#### [Task to carry out]
How many lines in this data contain the string "quiet"? Reply with the number only.

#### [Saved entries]
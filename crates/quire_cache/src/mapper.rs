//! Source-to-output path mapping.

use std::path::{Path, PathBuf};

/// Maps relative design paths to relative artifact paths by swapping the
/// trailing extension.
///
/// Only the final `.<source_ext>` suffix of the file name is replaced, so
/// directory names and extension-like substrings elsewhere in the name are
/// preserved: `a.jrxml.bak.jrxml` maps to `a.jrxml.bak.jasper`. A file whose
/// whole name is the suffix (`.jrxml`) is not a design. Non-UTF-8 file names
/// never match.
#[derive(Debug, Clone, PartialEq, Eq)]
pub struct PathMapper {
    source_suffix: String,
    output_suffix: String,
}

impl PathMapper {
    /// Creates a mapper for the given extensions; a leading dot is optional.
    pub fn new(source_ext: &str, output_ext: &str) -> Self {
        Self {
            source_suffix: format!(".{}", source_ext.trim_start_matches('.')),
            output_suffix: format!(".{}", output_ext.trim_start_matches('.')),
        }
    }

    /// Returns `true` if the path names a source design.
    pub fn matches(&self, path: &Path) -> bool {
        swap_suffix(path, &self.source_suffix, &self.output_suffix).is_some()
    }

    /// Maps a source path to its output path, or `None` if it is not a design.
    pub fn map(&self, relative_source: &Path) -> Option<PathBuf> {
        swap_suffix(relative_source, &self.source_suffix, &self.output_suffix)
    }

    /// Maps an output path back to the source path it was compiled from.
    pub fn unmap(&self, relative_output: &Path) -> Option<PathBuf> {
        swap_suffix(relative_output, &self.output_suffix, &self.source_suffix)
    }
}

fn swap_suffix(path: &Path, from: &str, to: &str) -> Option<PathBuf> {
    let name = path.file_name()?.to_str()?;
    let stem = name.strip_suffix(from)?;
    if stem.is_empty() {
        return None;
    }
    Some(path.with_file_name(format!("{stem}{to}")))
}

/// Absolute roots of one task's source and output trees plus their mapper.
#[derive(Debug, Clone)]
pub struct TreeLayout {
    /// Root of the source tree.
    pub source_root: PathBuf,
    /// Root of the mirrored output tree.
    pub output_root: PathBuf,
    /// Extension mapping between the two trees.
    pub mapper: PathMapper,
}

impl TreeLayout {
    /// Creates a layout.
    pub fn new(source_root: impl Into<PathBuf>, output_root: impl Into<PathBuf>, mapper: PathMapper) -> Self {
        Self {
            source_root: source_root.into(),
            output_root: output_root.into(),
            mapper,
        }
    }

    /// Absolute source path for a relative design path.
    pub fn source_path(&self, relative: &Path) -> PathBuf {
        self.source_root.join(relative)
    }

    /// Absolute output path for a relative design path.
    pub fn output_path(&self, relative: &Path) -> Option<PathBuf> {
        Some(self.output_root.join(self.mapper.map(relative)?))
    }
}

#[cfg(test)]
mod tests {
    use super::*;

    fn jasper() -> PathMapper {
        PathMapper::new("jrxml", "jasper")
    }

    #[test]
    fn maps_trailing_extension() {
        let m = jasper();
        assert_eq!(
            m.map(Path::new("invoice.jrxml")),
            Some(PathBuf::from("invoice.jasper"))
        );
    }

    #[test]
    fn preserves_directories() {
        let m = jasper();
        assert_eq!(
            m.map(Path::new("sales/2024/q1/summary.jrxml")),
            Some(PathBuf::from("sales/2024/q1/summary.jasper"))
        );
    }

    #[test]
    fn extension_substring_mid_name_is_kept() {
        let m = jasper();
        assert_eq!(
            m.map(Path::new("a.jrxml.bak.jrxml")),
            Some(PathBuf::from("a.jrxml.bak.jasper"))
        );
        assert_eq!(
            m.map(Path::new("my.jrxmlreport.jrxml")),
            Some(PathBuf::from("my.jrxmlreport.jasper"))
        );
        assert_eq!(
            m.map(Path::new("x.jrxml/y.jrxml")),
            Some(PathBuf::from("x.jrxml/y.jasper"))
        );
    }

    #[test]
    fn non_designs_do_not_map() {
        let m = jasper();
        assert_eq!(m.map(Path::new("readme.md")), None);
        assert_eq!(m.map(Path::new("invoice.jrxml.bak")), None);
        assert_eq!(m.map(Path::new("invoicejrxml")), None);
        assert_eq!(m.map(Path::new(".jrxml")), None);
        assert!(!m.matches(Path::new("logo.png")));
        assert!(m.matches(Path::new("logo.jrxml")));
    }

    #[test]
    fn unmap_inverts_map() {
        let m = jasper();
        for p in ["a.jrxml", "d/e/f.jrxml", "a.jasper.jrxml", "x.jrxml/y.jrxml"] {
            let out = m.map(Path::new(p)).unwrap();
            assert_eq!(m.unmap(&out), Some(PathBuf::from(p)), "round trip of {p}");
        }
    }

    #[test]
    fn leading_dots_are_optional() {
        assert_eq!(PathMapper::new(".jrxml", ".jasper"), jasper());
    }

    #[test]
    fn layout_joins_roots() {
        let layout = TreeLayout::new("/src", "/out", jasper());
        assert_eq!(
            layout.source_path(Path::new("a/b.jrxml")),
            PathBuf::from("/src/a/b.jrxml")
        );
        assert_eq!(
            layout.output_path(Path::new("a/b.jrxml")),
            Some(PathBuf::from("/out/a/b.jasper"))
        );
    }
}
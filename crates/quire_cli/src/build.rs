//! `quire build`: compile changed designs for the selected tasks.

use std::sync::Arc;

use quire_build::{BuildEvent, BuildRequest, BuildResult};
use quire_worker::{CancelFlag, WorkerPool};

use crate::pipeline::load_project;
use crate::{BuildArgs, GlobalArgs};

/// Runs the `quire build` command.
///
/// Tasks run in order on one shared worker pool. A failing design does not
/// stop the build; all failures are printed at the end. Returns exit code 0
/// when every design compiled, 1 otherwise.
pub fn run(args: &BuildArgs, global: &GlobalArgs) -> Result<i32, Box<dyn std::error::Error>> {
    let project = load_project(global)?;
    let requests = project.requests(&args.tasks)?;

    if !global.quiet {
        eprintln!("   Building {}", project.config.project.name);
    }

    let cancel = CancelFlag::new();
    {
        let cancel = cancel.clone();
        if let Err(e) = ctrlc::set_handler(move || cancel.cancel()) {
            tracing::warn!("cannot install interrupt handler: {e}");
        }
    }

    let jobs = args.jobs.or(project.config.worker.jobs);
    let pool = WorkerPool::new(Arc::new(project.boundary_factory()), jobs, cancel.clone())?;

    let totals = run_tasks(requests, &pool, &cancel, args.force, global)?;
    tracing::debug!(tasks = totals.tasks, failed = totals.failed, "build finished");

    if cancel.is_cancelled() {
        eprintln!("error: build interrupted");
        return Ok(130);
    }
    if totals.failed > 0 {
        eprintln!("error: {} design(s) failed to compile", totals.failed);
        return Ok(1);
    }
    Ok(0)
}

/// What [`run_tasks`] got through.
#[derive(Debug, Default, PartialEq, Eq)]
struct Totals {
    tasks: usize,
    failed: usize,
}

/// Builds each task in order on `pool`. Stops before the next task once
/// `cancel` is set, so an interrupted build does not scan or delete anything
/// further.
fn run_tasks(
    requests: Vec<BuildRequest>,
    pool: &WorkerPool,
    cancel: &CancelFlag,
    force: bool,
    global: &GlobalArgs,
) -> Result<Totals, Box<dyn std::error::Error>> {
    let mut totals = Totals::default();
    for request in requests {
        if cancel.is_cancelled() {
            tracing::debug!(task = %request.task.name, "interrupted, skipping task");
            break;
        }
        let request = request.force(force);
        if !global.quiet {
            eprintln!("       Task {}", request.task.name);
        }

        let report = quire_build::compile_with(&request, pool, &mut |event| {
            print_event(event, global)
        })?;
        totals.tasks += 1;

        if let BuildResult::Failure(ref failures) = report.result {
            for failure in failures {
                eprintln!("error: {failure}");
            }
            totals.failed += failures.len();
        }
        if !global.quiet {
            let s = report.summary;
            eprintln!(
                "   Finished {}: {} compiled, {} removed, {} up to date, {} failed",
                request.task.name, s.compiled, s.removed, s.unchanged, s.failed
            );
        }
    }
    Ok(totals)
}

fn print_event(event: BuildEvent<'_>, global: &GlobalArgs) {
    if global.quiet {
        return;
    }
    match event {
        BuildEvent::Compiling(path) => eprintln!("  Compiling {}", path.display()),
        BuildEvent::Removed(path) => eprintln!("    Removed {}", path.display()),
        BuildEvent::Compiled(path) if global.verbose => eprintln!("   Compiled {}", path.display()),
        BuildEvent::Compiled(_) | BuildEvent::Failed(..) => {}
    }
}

#### [Your response]
4